Reinforcement Learning with Unsupervised Auxiliary Tasks

Resources
- Paper
Introduction
- Agents live in sensorimotor stream
  - We can make agents predict and control the stream
- In sparse reward settings, extrinsic reward rarely observed
  - Sensorimotor streams have other learning targets
  - Unsupervised learning = reconstruct learning targets for useful representation
  - This paper = predict + control features of sensorimotor stream as pseudo-rewards
    - Tasks aligned with long-term goals
- Architecture uses RL to find optimal value function + policy for various pseudo-rewards
  - Makes auxiliary predictions to focus agent on certain aspects of task
    - Predict cumulative extrinsic reward and extrinsic reward
  - Use experience replay for more efficient learning
  - Auxiliary prediction and control share CNN + LSTM representation
Background
- Assume standard RL setting
- Value based RL methods = minimize MSE of Q value function
- Policy gradient methods maximize reward using the gradient: $\mathbb{E}[\frac{\partial}{\partial \theta}\log \pi(a \vert s) (Q(s,a) - V(s))]$
  - A3C approximates $V(s, \theta), \pi(a \vert s, \theta)$
    - Uses entropy regularization
    - $\mathcal{L} _{A3C} = \mathcal{L} _{VR} + \mathcal{\pi} - \mathbb{E} _{s \sim \pi}[\alpha H(\pi(s, \cdot, \theta))]$
    - Use an LSTM to jointly approixmates policy and value function
Auxiliary Tasks for Reinforcement Learning
- Auxiliary Control Tasks
  - Auxiliary Control Tasks: Additional pseudo-reward functions in the environment agent interacts with
    - $r^{(c)}: \mathcal{S} x \mathcal{A} \rightarrow \mathbb{R}$
  - Set of auxiliary control tasks $\mathcal{C}$
  - For $c \in \mathcal{C}$, we want to find: $argmax _{\theta} \mathbb{E} _{\pi}[R _{1:\infty}] + \lambda_c \sum _{c \in \mathcal{C}}\mathbb{E} _{\pi_c}[R^{(c)} _{1:\infty}]$
    - $R^{(c)} _{1:\infty}$: discounted return for $r^{(c)}$
    - $\theta$: Shared parameters across $\pi, \pi^{(c)}$
      - Sharing ensures balancing performance across global reward and auxiliary tasks
  - To efficiently learn many pseudo-rewards in parallel, use off-policy Q learning
  - Types of auxiliary reward functions
    - Pixel Control: Changes in perceptual stream = important events. Train a policy that maximizes pixel change
    - Feature Control: Networks extract high level features. Use activation of hidden units as auxiliary reward. Train seperate policy to maximize the hidden units activated in a layer
- Auxiliary Reward Tasks
  - Agent also needs to maximize global reward stream
    - Needs to recognize states that lead to high reward + value
      - However sparse reward environments make this difficult
  - Want to remove sparsity while keeping policy unbiased
  - Reward Prediction: Require agent to predict reward attained in a subsequent unseen frame
    - Helps shape features of the agent $\rightarrow$ biased reward predictor + feature shaper but not policy or value function
  - Train reward prediction on $S _{\tau} = (s _{\tau - k}, s _{\tau - k + 1}, \dots, s _{\tau -1})$ to predict $r _{\tau}$
    - Sample $S _{\tau}$ in skewed manner to over-represent rewarding events
    - Zero rewards and non-zero rewards equally represented ($P(r _{\tau} \neq 0) = 0.5$)
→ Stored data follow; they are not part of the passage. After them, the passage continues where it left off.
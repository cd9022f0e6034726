use std::collections::BTreeMap;

use async_trait::async_trait;
use chrono::{DateTime, FixedOffset, NaiveDate};
use reqwest::Client;
use serde::Deserialize;

use crate::{
    error::SourceError,
    model::{DailyObservation, HourlyObservation, SourceForecast},
    provider::{ProviderId, USER_AGENT, geocode::Geocoder, read_body},
};

use super::ForecastSource;

const DEFAULT_BASE_URL: &str = "https://api.met.no";
const SOURCE: &str = ProviderId::MetNo.source_name();
/// Seven days of hourly steps.
const DAILY_WINDOW: usize = 168;

/// MET Norway locationforecast. Free, no key, but coordinates only.
#[derive(Debug, Clone)]
pub struct MetNoProvider {
    http: Client,
    geocoder: Geocoder,
    base_url: String,
}

impl MetNoProvider {
    pub fn new(http: Client, geocoder: Geocoder) -> Self {
        Self { http, geocoder, base_url: DEFAULT_BASE_URL.to_string() }
    }

    pub fn with_base_url(mut self, base_url: impl Into<String>) -> Self {
        self.base_url = base_url.into();
        self
    }
}

#[derive(Debug, Deserialize)]
struct MnResponse {
    properties: MnProperties,
}

#[derive(Debug, Deserialize)]
struct MnProperties {
    timeseries: Vec<MnStep>,
}

#[derive(Debug, Deserialize)]
struct MnStep {
    time: DateTime<FixedOffset>,
    data: MnData,
}

#[derive(Debug, Deserialize)]
struct MnData {
    instant: MnInstant,
    next_1_hours: Option<MnNextHour>,
}

#[derive(Debug, Deserialize)]
struct MnInstant {
    details: MnInstantDetails,
}

#[derive(Debug, Deserialize)]
struct MnInstantDetails {
    air_temperature: f64,
    wind_speed: f64,
}

#[derive(Debug, Deserialize)]
struct MnNextHour {
    details: MnNextHourDetails,
}

#[derive(Debug, Deserialize)]
struct MnNextHourDetails {
    #[serde(default)]
    precipitation_amount: f64,
}

impl MnStep {
    fn precipitation(&self) -> Option<f64> {
        self.data.next_1_hours.as_ref().map(|n| n.details.precipitation_amount)
    }
}

#[derive(Default)]
struct DayAccumulator {
    temps: Vec<f64>,
    winds: Vec<f64>,
    precipitation: f64,
}

#[async_trait]
impl ForecastSource for MetNoProvider {
    fn name(&self) -> &str {
        SOURCE
    }

    async fn fetch(&self, location: &str) -> Result<SourceForecast, SourceError> {
        let city = self.geocoder.locate(location).await?;

        let res = self
            .http
            .get(format!("{}/weatherapi/locationforecast/2.0/compact", self.base_url))
            .query(&[("lat", city.latitude.to_string()), ("lon", city.longitude.to_string())])
            // api.met.no rejects requests without an identifying agent.
            .header(reqwest::header::USER_AGENT, USER_AGENT)
            .send()
            .await?;

        let parsed: MnResponse = serde_json::from_str(&read_body(res).await?)?;
        let steps = &parsed.properties.timeseries;

        let hourly: Vec<HourlyObservation> = steps
            .iter()
            .take(24)
            .map(|step| HourlyObservation {
                time: step.time.into(),
                temperature: step.data.instant.details.air_temperature,
                precipitation: step.precipitation().unwrap_or(0.0),
                wind_speed: step.data.instant.details.wind_speed,
                source: SOURCE.to_string(),
            })
            .collect();

        Ok(SourceForecast {
            city: city.name,
            country: city.country,
            timezone: city.timezone,
            hourly,
            daily: summarize_days(steps),
        })
    }
}

/// MET Norway has no daily product; derive one from the hourly steps.
fn summarize_days(steps: &[MnStep]) -> Vec<DailyObservation> {
    let mut days: BTreeMap<NaiveDate, DayAccumulator> = BTreeMap::new();

    for step in steps.iter().take(DAILY_WINDOW) {
        let details = &step.data.instant.details;
        let day = days.entry(step.time.date_naive()).or_default();
        day.temps.push(details.air_temperature);
        day.winds.push(details.wind_speed);
        day.precipitation += step.precipitation().unwrap_or(0.0);
    }

    days.into_iter()
        .take(7)
        .map(|(date, day)| DailyObservation {
            date,
            temp_min: day.temps.iter().copied().fold(f64::INFINITY, f64::min),
            temp_max: day.temps.iter().copied().fold(f64::NEG_INFINITY, f64::max),
            precipitation: day.precipitation,
            wind_speed: day.winds.iter().sum::<f64>() / day.winds.len() as f64,
            source: SOURCE.to_string(),
        })
        .collect()
}

#[cfg(test)]
mod tests {
    use super::*;

    fn step(time: &str, temp: f64, wind: f64, precip: Option<f64>) -> MnStep {
        MnStep {
            time: DateTime::parse_from_rfc3339(time).unwrap(),
            data: MnData {
                instant: MnInstant {
                    details: MnInstantDetails { air_temperature: temp, wind_speed: wind },
                },
                next_1_hours: precip.map(|p| MnNextHour {
                    details: MnNextHourDetails { precipitation_amount: p },
                }),
            },
        }
    }

    #[test]
    fn days_are_summarized_from_hourly_steps() {
        let steps = vec![
            step("2025-03-01T22:00:00Z", 4.0, 2.0, Some(0.5)),
            step("2025-03-01T23:00:00Z", 2.0, 4.0, None),
            step("2025-03-02T00:00:00Z", 1.0, 3.0, Some(1.25)),
        ];

        let days = summarize_days(&steps);

        assert_eq!(days.len(), 2);
        assert_eq!(days[0].date, NaiveDate::from_ymd_opt(2025, 3, 1).unwrap());
        assert_eq!(days[0].temp_min, 2.0);
        assert_eq!(days[0].temp_max, 4.0);
        assert_eq!(days[0].precipitation, 0.5);
        assert_eq!(days[0].wind_speed, 3.0);
        assert_eq!(days[1].precipitation, 1.25);
        assert_eq!(days[1].source, "MET Norway");
    }
}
    - Use different architecture from policy network
      - Concatenate stack of states after encoded from CNN
        
        Focuses on immediate reward prediction instead of long term returns via looking at immediate predecessor states instead of entire history
        
        These features shared with LSTM
- Experience Replay
  - Uses prioritized replay with oversampling rewarding states
  - Also do value function replay: Does off-policy regression for value function from replay buffer
    - Randomly varies truncation window for returns (i.e., uses random n for n-step returns)
    - No oversampling for this
- UNREAL Agent
  - Primary policy traiend with A3C
    - Updated online using policy gradients
    - Uses LSTM to encode history
  - Auxiliary tasks trained via replay
    - Trained off-policy with Q-learning
    - Simple feed forward architecture
  - Unreal Loss: $\mathcal{L} _{UNREAL}(\theta) = \mathcal{L} _{A3C} + \lambda _{VR}\mathcal{L} _{VR} + \lambda _{PC} \sum_c \mathcal{L}_Q^{(c)} + \lambda _{RP} \mathcal{L} _{RP}$
    - $\mathcal{L} _{A3C}$: A3C loss, minimized on-policy
    - $\mathcal{L} _{VR}$: Value loss, minimized off-policy with replay buffer
    - $\mathcal{L} _{PC}$: Auxiliary control loss, minimized off-policy with replay buffer with n-step q-learning
    - $\mathcal{L} _{RP}$: Reward loss, minimized off-policy with rebalanced replay buffer
Experiments
- Use A3C CNN-LSTM agent + ablate variants that have auxiliary outputs + losses to base agent
- Labyrinth Results
  - Tested with a static and random goal scenarios (fixed map)
    - Random Goal: Optimal policy = find goal location at start of each episode and return to it as fast as possible (using long-term knowledge)
    - Static: Don’t need to explore since goal is always the same
  - Also test against maps that are not fixed
    - Optimal policy repeatedly explores maze and exploits knowledge to return to goal as many times as possible
  - Also test shooting lasers at bots
    - Tests planning, strategy, fine-control, and robustness to visual complexities
  - Results
    - UNREAL with all 3 auxiliary tasks achieves twice the performance of A3C
    - UNREAL has 10x data efficiency compared to A3C
    - Compared with A3C with pixel reconstruction loss, A3C with immediate auxiliary reward prediction, and A3C with feature control
      - Learning to control pixels better than pixel reconstruction
        Reconstruction better for faster learning earlier on and worse for final scores (puts too much focus on reconstructing irrelevant parts)
      - Feature control improved performance
- Atari
  - UNREAL surpasses SOTA agents (880% of mean and 250% of median score)
  - More robust to hyperparameter settings than A3C

June 13, 2025 · research